* [TASK TO CARRY OUT]: Copy out, from the entries below, each line that holds the string "positions".
[TASK MATERIAL]
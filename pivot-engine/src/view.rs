//! FILENAME: pivot-engine/src/view.rs
//! Pivot View - Read-only output for the rendering layer.
//!
//! This module holds what a computation produces and the derived views
//! built from it:
//! - `PivotResult`: labelled cells with every requested metric, plus
//!   row, column and grand totals
//! - `ValueGrid`: one metric as a dense grid, optionally as a percentage of
//!   a total
//! - `PivotComparison`: two results aligned on the union of their labels

use crate::definition::ShowValuesAs;
use crate::metrics::MetricValues;
use rustc_hash::{FxHashMap, FxHashSet};
use segment_engine::{SegmentError, SegmentResult};
use serde::ser::{SerializeMap, Serializer};
use serde::{Deserialize, Serialize};

// ============================================================================
// PIVOT RESULT
// ============================================================================

/// Emitted cells of one row as `(column index, values)`, ascending by column.
pub(crate) type RowEntries = Vec<(usize, MetricValues)>;

/// Output of one pivot computation. Only emitted cells are stored, per row;
/// a combination with no records is absent unless empty cells were
/// requested.
#[derive(Debug, Clone, PartialEq)]
pub struct PivotResult {
    row_labels: Vec<String>,
    column_labels: Vec<String>,
    metrics: Vec<String>,
    cells: Vec<RowEntries>,
    row_totals: Vec<MetricValues>,
    column_totals: Vec<MetricValues>,
    grand_total: MetricValues,
    row_index: FxHashMap<String, usize>,
    column_index: FxHashMap<String, usize>,
}

fn index_labels(labels: &[String]) -> FxHashMap<String, usize> {
    labels
        .iter()
        .enumerate()
        .map(|(i, label)| (label.clone(), i))
        .collect()
}

impl PivotResult {
    pub(crate) fn new(
        row_labels: Vec<String>,
        column_labels: Vec<String>,
        metrics: Vec<String>,
        cells: Vec<RowEntries>,
        row_totals: Vec<MetricValues>,
        column_totals: Vec<MetricValues>,
        grand_total: MetricValues,
    ) -> Self {
        PivotResult {
            row_index: index_labels(&row_labels),
            column_index: index_labels(&column_labels),
            row_labels,
            column_labels,
            metrics,
            cells,
            row_totals,
            column_totals,
            grand_total,
        }
    }

    pub fn row_labels(&self) -> &[String] {
        &self.row_labels
    }

    pub fn column_labels(&self) -> &[String] {
        &self.column_labels
    }

    /// Metric names, in the order values are stored.
    pub fn metrics(&self) -> &[String] {
        &self.metrics
    }

    pub fn metric_index(&self, metric: &str) -> Option<usize> {
        self.metrics.iter().position(|m| m == metric)
    }

    /// Number of emitted cells.
    pub fn cell_count(&self) -> usize {
        self.cells.iter().map(Vec::len).sum()
    }

    fn cell_at(&self, row: usize, column: usize) -> Option<&[Option<f64>]> {
        let entries = self.cells.get(row)?;
        let i = entries.binary_search_by_key(&column, |(c, _)| *c).ok()?;
        Some(entries[i].1.as_slice())
    }

    /// Emitted cells as `(row label, column label, values)` in axis order.
    pub fn cells(&self) -> impl Iterator<Item = (&str, &str, &[Option<f64>])> + '_ {
        self.cells.iter().enumerate().flat_map(move |(r, entries)| {
            entries.iter().map(move |(c, values)| {
                (
                    self.row_labels[r].as_str(),
                    self.column_labels[*c].as_str(),
                    values.as_slice(),
                )
            })
        })
    }

    /// Metric values of a cell, `None` when the cell was not emitted.
    pub fn cell(&self, row: &str, column: &str) -> Option<&[Option<f64>]> {
        let r = *self.row_index.get(row)?;
        let c = *self.column_index.get(column)?;
        self.cell_at(r, c)
    }

    /// One metric of one cell. `None` for an absent cell or a null value.
    pub fn value(&self, row: &str, column: &str, metric: &str) -> Option<f64> {
        let m = self.metric_index(metric)?;
        self.cell(row, column)?[m]
    }

    pub fn row_total(&self, row: &str) -> Option<&[Option<f64>]> {
        self.row_index.get(row).map(|&r| self.row_totals[r].as_slice())
    }

    pub fn column_total(&self, column: &str) -> Option<&[Option<f64>]> {
        self.column_index
            .get(column)
            .map(|&c| self.column_totals[c].as_slice())
    }

    pub fn grand_total(&self) -> &[Option<f64>] {
        &self.grand_total
    }

    fn require_metric(&self, metric: &str) -> SegmentResult<usize> {
        self.metric_index(metric).ok_or_else(|| {
            SegmentError::computation(format!("Metric '{}' is not part of this pivot", metric))
        })
    }

    /// Dense grid of one metric, optionally as a percentage of a total.
    /// Percentages use the re-aggregated totals; a null or zero base gives
    /// null.
    pub fn value_grid(&self, metric: &str, show_as: ShowValuesAs) -> SegmentResult<ValueGrid> {
        let m = self.require_metric(metric)?;
        let grand = self.grand_total[m];

        let mut values = vec![vec![None; self.column_labels.len()]; self.row_labels.len()];
        for (r, entries) in self.cells.iter().enumerate() {
            for (c, cell) in entries {
                let value = cell[m];
                values[r][*c] = match show_as {
                    ShowValuesAs::Values => value,
                    ShowValuesAs::PercentOfRowTotal => percent(value, self.row_totals[r][m]),
                    ShowValuesAs::PercentOfColumnTotal => {
                        percent(value, self.column_totals[*c][m])
                    }
                    ShowValuesAs::PercentOfGrandTotal => percent(value, grand),
                };
            }
        }

        // Totals along the percentage axis are 100; the other axis shows its
        // share of the grand total.
        let row_totals = self
            .row_totals
            .iter()
            .map(|t| match show_as {
                ShowValuesAs::Values => t[m],
                ShowValuesAs::PercentOfRowTotal => percent(t[m], t[m]),
                _ => percent(t[m], grand),
            })
            .collect();
        let column_totals = self
            .column_totals
            .iter()
            .map(|t| match show_as {
                ShowValuesAs::Values => t[m],
                ShowValuesAs::PercentOfColumnTotal => percent(t[m], t[m]),
                _ => percent(t[m], grand),
            })
            .collect();
        let grand_total = match show_as {
            ShowValuesAs::Values => grand,
            _ => percent(grand, grand),
        };

        Ok(ValueGrid {
            metric: metric.to_string(),
            show_as,
            rows: self.row_labels.clone(),
            columns: self.column_labels.clone(),
            values,
            row_totals,
            column_totals,
            grand_total,
        })
    }
}

fn percent(value: Option<f64>, base: Option<f64>) -> Option<f64> {
    match (value, base) {
        (Some(v), Some(b)) if b != 0.0 => Some(v * 100.0 / b),
        _ => None,
    }
}

/// `{metric: value}` for one group.
struct MetricMap<'a> {
    metrics: &'a [String],
    values: &'a [Option<f64>],
}

impl Serialize for MetricMap<'_> {
    fn serialize<S: Serializer>(&self, serializer: S) -> Result<S::Ok, S::Error> {
        let mut map = serializer.serialize_map(Some(self.metrics.len()))?;
        for (name, value) in self.metrics.iter().zip(self.values) {
            map.serialize_entry(name, value)?;
        }
        map.end()
    }
}

/// `{label: {metric: value}}` in axis order, skipping absent entries.
struct LabelledMap<'a, I> {
    entries: I,
    metrics: &'a [String],
}

impl<'a, I> Serialize for LabelledMap<'a, I>
where
    I: Iterator<Item = (&'a String, Option<&'a [Option<f64>]>)> + Clone,
{
    fn serialize<S: Serializer>(&self, serializer: S) -> Result<S::Ok, S::Error> {
        let mut map = serializer.serialize_map(None)?;
        for (label, values) in self.entries.clone() {
            if let Some(values) = values {
                map.serialize_entry(
                    label,
                    &MetricMap {
                        metrics: self.metrics,
                        values,
                    },
                )?;
            }
        }
        map.end()
    }
}

/// Cells of one row.
struct RowCells<'a> {
    result: &'a PivotResult,
    row: usize,
}

impl Serialize for RowCells<'_> {
    fn serialize<S: Serializer>(&self, serializer: S) -> Result<S::Ok, S::Error> {
        let result = self.result;
        LabelledMap {
            entries: result.cells[self.row]
                .iter()
                .map(move |(c, values)| (&result.column_labels[*c], Some(values.as_slice()))),
            metrics: &result.metrics,
        }
        .serialize(serializer)
    }
}

struct Cells<'a>(&'a PivotResult);

impl Serialize for Cells<'_> {
    fn serialize<S: Serializer>(&self, serializer: S) -> Result<S::Ok, S::Error> {
        let result = self.0;
        let mut map = serializer.serialize_map(None)?;
        for (r, label) in result.row_labels.iter().enumerate() {
            if !result.cells[r].is_empty() {
                map.serialize_entry(label, &RowCells { result, row: r })?;
            }
        }
        map.end()
    }
}

/// Serializes as `{rows, columns, cells, rowTotals, columnTotals,
/// grandTotal}` with every map in axis order and null for null metrics.
impl Serialize for PivotResult {
    fn serialize<S: Serializer>(&self, serializer: S) -> Result<S::Ok, S::Error> {
        let mut map = serializer.serialize_map(Some(6))?;
        map.serialize_entry("rows", &self.row_labels)?;
        map.serialize_entry("columns", &self.column_labels)?;
        map.serialize_entry("cells", &Cells(self))?;
        map.serialize_entry(
            "rowTotals",
            &LabelledMap {
                entries: self
                    .row_labels
                    .iter()
                    .zip(self.row_totals.iter().map(|t| Some(t.as_slice()))),
                metrics: &self.metrics,
            },
        )?;
        map.serialize_entry(
            "columnTotals",
            &LabelledMap {
                entries: self
                    .column_labels
                    .iter()
                    .zip(self.column_totals.iter().map(|t| Some(t.as_slice()))),
                metrics: &self.metrics,
            },
        )?;
        map.serialize_entry(
            "grandTotal",
            &MetricMap {
                metrics: &self.metrics,
                values: &self.grand_total,
            },
        )?;
        map.end()
    }
}

// ============================================================================
// VALUE GRID
// ============================================================================

/// One metric of a pivot as a dense grid. Absent cells are null.
#[derive(Debug, Clone, PartialEq, Serialize, Deserialize)]
#[serde(rename_all = "camelCase")]
pub struct ValueGrid {
    pub metric: String,
    pub show_as: ShowValuesAs,
    pub rows: Vec<String>,
    pub columns: Vec<String>,
    pub values: Vec<Vec<Option<f64>>>,
    pub row_totals: Vec<Option<f64>>,
    pub column_totals: Vec<Option<f64>>,
    pub grand_total: Option<f64>,
}

// ============================================================================
// COMPARISON
// ============================================================================

/// One aligned cell of a comparison.
#[derive(Debug, Clone, Copy, PartialEq, Serialize, Deserialize)]
#[serde(rename_all = "camelCase")]
pub struct ComparisonCell {
    pub first: Option<f64>,
    pub second: Option<f64>,
    /// `first - second`.
    pub difference: Option<f64>,
    /// `difference / second * 100`.
    pub percent_difference: Option<f64>,
}

/// Two pivots of one metric aligned on the union of their labels.
#[derive(Debug, Clone, PartialEq, Serialize)]
#[serde(rename_all = "camelCase")]
pub struct PivotComparison {
    pub metric: String,
    pub rows: Vec<String>,
    pub columns: Vec<String>,
    pub cells: Vec<Vec<ComparisonCell>>,
    #[serde(skip)]
    row_index: FxHashMap<String, usize>,
    #[serde(skip)]
    column_index: FxHashMap<String, usize>,
}

impl PivotComparison {
    pub fn cell(&self, row: &str, column: &str) -> Option<&ComparisonCell> {
        let r = *self.row_index.get(row)?;
        let c = *self.column_index.get(column)?;
        Some(&self.cells[r][c])
    }
}

/// Labels of `a` in order, then those only in `b`.
fn union_labels(a: &[String], b: &[String]) -> Vec<String> {
    let known: FxHashSet<&str> = a.iter().map(String::as_str).collect();
    let mut labels = a.to_vec();
    labels.extend(b.iter().filter(|l| !known.contains(l.as_str())).cloned());
    labels
}

/// Position of each union label in `own`, if present there.
fn positions(union: &[String], own: &FxHashMap<String, usize>) -> Vec<Option<usize>> {
    union.iter().map(|l| own.get(l).copied()).collect()
}

/// Value of a cell where an absent cell counts as 0.
fn aligned_value(
    result: &PivotResult,
    metric: usize,
    row: Option<usize>,
    column: Option<usize>,
) -> Option<f64> {
    match (row, column) {
        (Some(r), Some(c)) => match result.cell_at(r, c) {
            Some(cell) => cell[metric],
            None => Some(0.0),
        },
        _ => Some(0.0),
    }
}

/// Compares one metric of two pivots cell by cell. The second pivot is the
/// base of the percentage difference.
pub fn compare(first: &PivotResult, second: &PivotResult, metric: &str) -> SegmentResult<PivotComparison> {
    let m1 = first.require_metric(metric)?;
    let m2 = second.require_metric(metric)?;
    let rows = union_labels(&first.row_labels, &second.row_labels);
    let columns = union_labels(&first.column_labels, &second.column_labels);
    let (rows_a, rows_b) = (
        positions(&rows, &first.row_index),
        positions(&rows, &second.row_index),
    );
    let (columns_a, columns_b) = (
        positions(&columns, &first.column_index),
        positions(&columns, &second.column_index),
    );

    let cells = (0..rows.len())
        .map(|r| {
            (0..columns.len())
                .map(|c| {
                    let a = aligned_value(first, m1, rows_a[r], columns_a[c]);
                    let b = aligned_value(second, m2, rows_b[r], columns_b[c]);
                    let difference = match (a, b) {
                        (Some(a), Some(b)) => Some(a - b),
                        _ => None,
                    };
                    ComparisonCell {
                        first: a,
                        second: b,
                        difference,
                        percent_difference: percent(difference, b),
                    }
                })
                .collect()
        })
        .collect();

    Ok(PivotComparison {
        metric: metric.to_string(),
        row_index: index_labels(&rows),
        column_index: index_labels(&columns),
        rows,
        columns,
        cells,
    })
}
[/TASK MATERIAL]
* [RESPONSE]:
fn positions(union: &[String], own: &FxHashMap<String, usize>) -> Vec<Option<usize>> {
        positions(&rows, &first.row_index),
        positions(&rows, &second.row_index),
        positions(&columns, &first.column_index),
        positions(&columns, &second.column_index),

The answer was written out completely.